Cars are still selling but the Credit Crunch looms…
The very first production D-type going under the hammer was always going to cause quite a stir, and sure enough the 1955 Jaguar D-type Sports Racing Car ‘XKD 509’ sold for a world record-beating £2.2 million at the Bonhams Goodwood Festival of Speed sale. It is now the most expensive Jaguar ever to be sold at auction, which is even more impressive when you consider that the economic outlook is currently as bright as the British winter.
Having originally bought the D-type from New York-based American distributor Chuck Hornburg, Albert R Browne of Menlo Park went in search of a competent driver to campaign it. D Lou Brero Sr, a lumberman by profession who also happened to be extremely quick behind the wheel, campaigned the car in the US for a number of years before he passed away and his son inherited it.
Brero Jr sold the car in 1974 to Brian Classic, who brought it back to the UK where it was acquired by Nigel Moores. His son James, who inherited ‘XKD 509’ in the late 1980s, offered the car for sale via Bonhams at the Festival of Speed.
It does seem that cars of this stature, whether they are road cars with history (like the ex-Coburn Ferrari that Chris Evans recently bought) or extremely rare racing cars, hold their value just as well during times of economic difficulty.
To find out why this might be and how much more auction houses need to push because of it, Motor Sport caught up with James Knight, international managing director of Bonhams’ motoring department.
It may look as though auction houses just print a glossy brochure and be done with it, but there’s a lot more to it than that, especially when they are faced with the daunting prospect of asking a client to part with £2m. When asked whether they actively pursued potential buyers, James paused and leant back, “Yes we do. With a car with that profile, of that value, there are a limited number of people on the planet on any given day who are looking to own one.
“Yes, we did mailers, the catalogues, the advertisements, the press releases, all that sort of thing just to open up to a wider network because you’ll be surprised how much new blood is coming onto the market. But equally there are some people out there who we phoned up and said, ‘Boy have we got a great D-type that would fit nicely into your collection’.

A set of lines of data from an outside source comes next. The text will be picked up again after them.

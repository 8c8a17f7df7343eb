// Which areas a round searches, and the round driver that runs one.

use alloc::vec::Vec;
use log::debug;

use crate::{
    common::{SearchError, Termination},
    config::NUM_AREAS,
    random::RandomSource,
    search::{SearchOutcome, SearchState},
};

/// The searches carried out in one round.
#[derive(Debug, Clone, Copy, PartialEq, Eq)]
#[cfg_attr(feature = "std", derive(serde::Serialize, serde::Deserialize))]
pub enum SearchPlan {
    /// Search one area two times.
    Twice(usize),
    /// Search two different areas once each.
    Pair(usize, usize),
}

impl SearchPlan {
    /// Area indices searched, in order.
    pub fn areas(&self) -> [usize; 2] {
        match *self {
            SearchPlan::Twice(a) => [a, a],
            SearchPlan::Pair(a, b) => [a, b],
        }
    }

    /// Recommend a plan from the current priors: the most likely area twice
    /// when it holds at least double the runner-up's probability, otherwise
    /// the two most likely areas. Ties go to the lower index.
    pub fn suggest(priors: &[f64; NUM_AREAS]) -> Self {
        let mut order: [usize; NUM_AREAS] = core::array::from_fn(|i| i);
        order.sort_unstable_by(|&a, &b| priors[b].total_cmp(&priors[a]).then(a.cmp(&b)));
        let (best, second) = (order[0], order[1]);
        if priors[best] >= 2.0 * priors[second] {
            SearchPlan::Twice(best + 1)
        } else {
            let (lo, hi) = if best < second { (best, second) } else { (second, best) };
            SearchPlan::Pair(lo + 1, hi + 1)
        }
    }
}

/// Everything that happened in one round.
#[derive(Debug, Clone, PartialEq)]
#[cfg_attr(feature = "std", derive(serde::Serialize, serde::Deserialize))]
pub struct RoundReport {
    pub plan: SearchPlan,
    pub effectiveness: [f64; NUM_AREAS],
    pub outcomes: Vec<SearchOutcome>,
    pub revised_priors: [f64; NUM_AREAS],
    /// Area the sailor was found in, if any search succeeded.
    pub found_in: Option<usize>,
}

/// Run one full round: draw effectiveness, carry out each search in the
/// plan, revise the priors, and end the session if the sailor turned up.
pub fn play_round<S: RandomSource>(
    state: &mut SearchState,
    rng: &mut S,
    plan: SearchPlan,
) -> Result<RoundReport, SearchError> {
    for area in plan.areas() {
        state.area(area)?;
    }
    let effectiveness = state.draw_search_effectiveness(rng)?;
    let mut outcomes = Vec::with_capacity(2);
    for area in plan.areas() {
        outcomes.push(state.conduct_search(rng, area)?);
    }
    let revised_priors = state.revise_priors()?;
    let found_in = outcomes.iter().find(|o| o.found).map(|o| o.area);
    if found_in.is_some() {
        state.conclude(Termination::Found);
    }
    debug!("round {:?} finished, found_in={:?}", plan, found_in);
    Ok(RoundReport {
        plan,
        effectiveness,
        outcomes,
        revised_priors,
        found_in,
    })
}
// Random deviates consumed by the search engine.
// Any `rand::Rng` works; tests can supply scripted sources instead.

use rand::seq::SliceRandom;
use rand::Rng;

/// Source of the random draws the search engine needs.
pub trait RandomSource {
    /// Uniform draw from `[low, high]`.
    fn uniform(&mut self, low: f64, high: f64) -> f64;

    /// Triangular draw over `[low, high]` peaking at `mode`.
    fn triangular(&mut self, low: f64, high: f64, mode: f64) -> f64;

    /// Shuffle a slice uniformly in place.
    fn shuffle<T>(&mut self, items: &mut [T]);
}

impl<R: Rng> RandomSource for R {
    fn uniform(&mut self, low: f64, high: f64) -> f64 {
        if high <= low {
            return low;
        }
        self.random_range(low..=high)
    }

    fn triangular(&mut self, low: f64, high: f64, mode: f64) -> f64 {
        let u: f64 = self.random();
        triangular_from_unit(u, low, high, mode)
    }

    fn shuffle<T>(&mut self, items: &mut [T]) {
        items.shuffle(self);
    }
}

/// Inverse CDF of the triangular distribution evaluated at `u` in `[0, 1)`.
pub fn triangular_from_unit(u: f64, low: f64, high: f64, mode: f64) -> f64 {
    let span = high - low;
    if span <= 0.0 {
        return low;
    }
    let mode = mode.clamp(low, high);
    let split = (mode - low) / span;
    if u < split {
        low + libm::sqrt(u * span * (mode - low))
    } else {
        high - libm::sqrt((1.0 - u) * span * (high - mode))
    }
}

#[cfg(test)]
pub(crate) mod scripted {
    use super::RandomSource;
    use alloc::collections::VecDeque;

    /// Replays fixed draws. Shuffles leave the slice untouched.
    pub struct ScriptedSource {
        pub uniforms: VecDeque<f64>,
        pub triangulars: VecDeque<f64>,
    }

    impl ScriptedSource {
        pub fn new(uniforms: &[f64], triangulars: &[f64]) -> Self {
            Self {
                uniforms: uniforms.iter().copied().collect(),
                triangulars: triangulars.iter().copied().collect(),
            }
        }
    }

    impl RandomSource for ScriptedSource {
        fn uniform(&mut self, low: f64, _high: f64) -> f64 {
            self.uniforms.pop_front().unwrap_or(low)
        }

        fn triangular(&mut self, low: f64, _high: f64, _mode: f64) -> f64 {
            self.triangulars.pop_front().unwrap_or(low)
        }

        fn shuffle<T>(&mut self, _items: &mut [T]) {}
    }
}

“I think it would be naïve of me to turn a complete blind eye to words such as Credit Crunch and sub prime. Has it affected the motor car market to date? No, it hasn’t. Will it? It might. I would say the more modestly priced cars first, cars that are under £50,000.
“When you are dealing with more valuable motor cars everyone can be affected by market fluctuations, but generally speaking when people are incredibly wealthy they’re not down to their last few quid. I think the mid- and top-end of the market will be much more resilient to how the economic climate goes forward.
“You can look back to the late ’80s and early ’90s and draw some comparisons, but you can’t say that this is a template for what is going to happen again. After Black Monday the motor car market saw its two, three years of best ever growth. We know the stock markets aren’t behaving themselves at the moment, but will we see two, three years best ever growth in the car market now? I don’t think so.
“More people now are buying cars from saved funds. In the 1980s and ’90s, people were financing them, interest rates went through the roof and they had to ask themselves, ‘Do I keep the roof over my head or do I let the car go?’
“They let the car go. It completely upsets the supply and demand balance and at the moment it’s pretty good. There’s a healthy supply, but there’s a healthy demand as well.”
With all this in mind, it’s worth watching out for various ‘high flyers’ in the coming weeks. Most notably RM Auctions is selling a 1956 Ferrari 250 GT LWB Berlinetta Scaglietti which competed in the Tour de France Automobile at Monterey on August 16. Chassis 0563 was the eighth of 72 Tour de France Berlinettas built (POA). Other highlights include a Concours 1961 Aston Martin DB4 GT (£750,000-1m) and a 1936 Lagonda Rapide LG45 (£600-750,000) courtesy of Bonhams and Butterfields on August 15. Then there is an ex-Michael Schumacher Benetton B191-5 F1 car and a 1985 ex-Paris-Dakar rally Porsche 911 from Coys on August 9.